HM Prison Shrewsbury was a Category B/C men's prison in Shrewsbury, Shropshire, England. It was decommissioned in March 2013, and is now open to the public.

The Victorian prison as seen today sits on top of the original Georgian prison, the remains of which are still accessible underneath the current buildings. The former prison site, on Howard Street, adjacent to Shrewsbury railway station, is near the site of the Dana Gaol, a medieval prison. The name The Dana is still often used for the prison, as well as being the name of the road to one side of the prison and the pedestrian route that runs from near the front of the prison into the town centre via a footbridge over the station.

Shrewsbury Prison is now open to the public as an interactive tourism destination, The Campbell Group runs guided tours, ghost tours and various activities throughout the 4 acre-site. The prison will continue to operate as a tourism destination and there are now no plans for re-development.

History
There has been a prison on the site since 1793, the original building being constructed by Thomas Telford to plans by Shrewsbury architect John Hiram Haycock; the present prison building was constructed in 1877. The prison took female convicts until 1922.

For 20 years, Samuel Webster Allen was the Roman Catholic chaplain at the prison before being made the Bishop of Shrewsbury in 1897. Former Wales Rugby Union international player John Strand-Jones was the part-time Church of England chaplain from 1930 to 1934.

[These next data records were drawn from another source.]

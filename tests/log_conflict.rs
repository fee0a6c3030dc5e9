mod fixtures;

use std::sync::Arc;
use std::time::Duration;

use anyhow::Result;
use conclave::entry::EntryPayload;
use conclave::Role;
use fixtures::RaftRouter;
use pretty_assertions::assert_eq;

/// Conflicting suffix convergence.
///
/// - partitions the leader away after it has committed index 2.
/// - lets it append divergent entries which can never commit.
/// - the majority elects a new leader and commits different entries at those indices.
/// - on heal, the old leader steps down, its divergent suffix is truncated, and all
///   three logs converge (log matching).
///
/// RUST_LOG=conclave,log_conflict=trace cargo test --test log_conflict
#[tokio::test(flavor = "multi_thread", worker_threads = 4)]
async fn conflicting_suffix_is_truncated() -> Result<()> {
    fixtures::init_tracing();

    let router = Arc::new(RaftRouter::new(fixtures::test_config()));
    for id in 1..=3 {
        router.new_raft_node(id).await?;
    }
    router.bootstrap_cluster(&[1, 2, 3]).await?;

    let old_leader = router.wait_for_leader(Duration::from_secs(5), "initial election").await?;
    router.wait_for_log(&[1, 2, 3], 1, Some(Duration::from_secs(3)), "initial entry").await?;
    router.set(old_leader, 1, 1, "k1", "v1").await?;
    router.wait_for_log(&[1, 2, 3], 2, Some(Duration::from_secs(3)), "first command").await?;

    tracing::info!(old_leader, "--- partitioning the leader");
    router.isolate_node(old_leader).await;

    // Divergent appends on the isolated leader; the completions can never arrive, so
    // they are detached and later resolve with a leader hint.
    for sequence in 2..=3 {
        let r = router.clone();
        tokio::spawn(async move {
            let _ = r.set(old_leader, 1, sequence, "divergent", "x").await;
        });
    }
    router
        .wait_for_metrics(
            &old_leader,
            |m| m.last_log_index >= 4,
            Some(Duration::from_secs(2)),
            "divergent entries appended",
        )
        .await?;

    // The majority side elects a replacement and commits different entries at the same
    // indices.
    let new_leader = router.wait_for_leader(Duration::from_secs(5), "majority re-election").await?;
    assert_ne!(new_leader, old_leader);
    router.set(new_leader, 2, 1, "k2", "v2").await?;

    let target = router
        .wait_for_metrics(&new_leader, |m| m.role == Role::Leader, None, "new leader settled")
        .await?
        .last_log_index;

    tracing::info!("--- healing the partition");
    router.restore_node(old_leader).await;

    router
        .wait_for_metrics(
            &old_leader,
            |m| m.role != Role::Leader,
            Some(Duration::from_secs(3)),
            "deposed leader steps down",
        )
        .await?;
    router.wait_for_log(&[1, 2, 3], target, Some(Duration::from_secs(5)), "logs converged").await?;

    // The divergent suffix is gone: index 3 now holds the new leader's term opener.
    let entry = router.log_entry(old_leader, 3).await?.expect("index 3 should exist");
    assert_eq!(entry.payload, EntryPayload::Initialize);
    assert!(entry.term > 1, "index 3 must come from the new leadership");

    router.assert_logs_match(&[1, 2, 3], target).await?;

    // The divergent write never reached any state machine.
    for id in 1..=3 {
        let node = router.get_node(id).await?;
        assert_eq!(node.state_machine.value("divergent").await, None);
        assert_eq!(node.state_machine.value("k2").await.as_deref(), Some("v2"));
    }

    Ok(())
}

Between 1902 and 1961 the following seven people were executed by hanging within the walls of HMP Shrewsbury for the crime of murder:-

 Richard Wigley, aged 34 years, on Tuesday, 18 March 1902, for the murder of his girlfriend Mary Ellen Bowen.
 William Griffiths, aged 57 years, on Tuesday, 24 July 1923, for the murder of his mother Catherine Hughes.
 Frank Griffin, aged 40 years, on Thursday, 4 January 1951, for the murder of Jane Edge.
 Harry Huxley, aged 43 years, on Tuesday, 8 July 1952, for the murder of his girlfriend Ada Royce.
 Donald Neil Simon, aged 32 years, on Thursday, 23 October 1952, for the murders of his estranged wife Eunice Simon and her lover Victor Brades.
 Desmond Donald Hooper, aged 27 years, on Tuesday, 26 January 1954, for the murder of Betty Smith
 George Riley aged 21 years on Thursday, 9 February 1961, for the murder of his neighbour Adeline Mary Smith.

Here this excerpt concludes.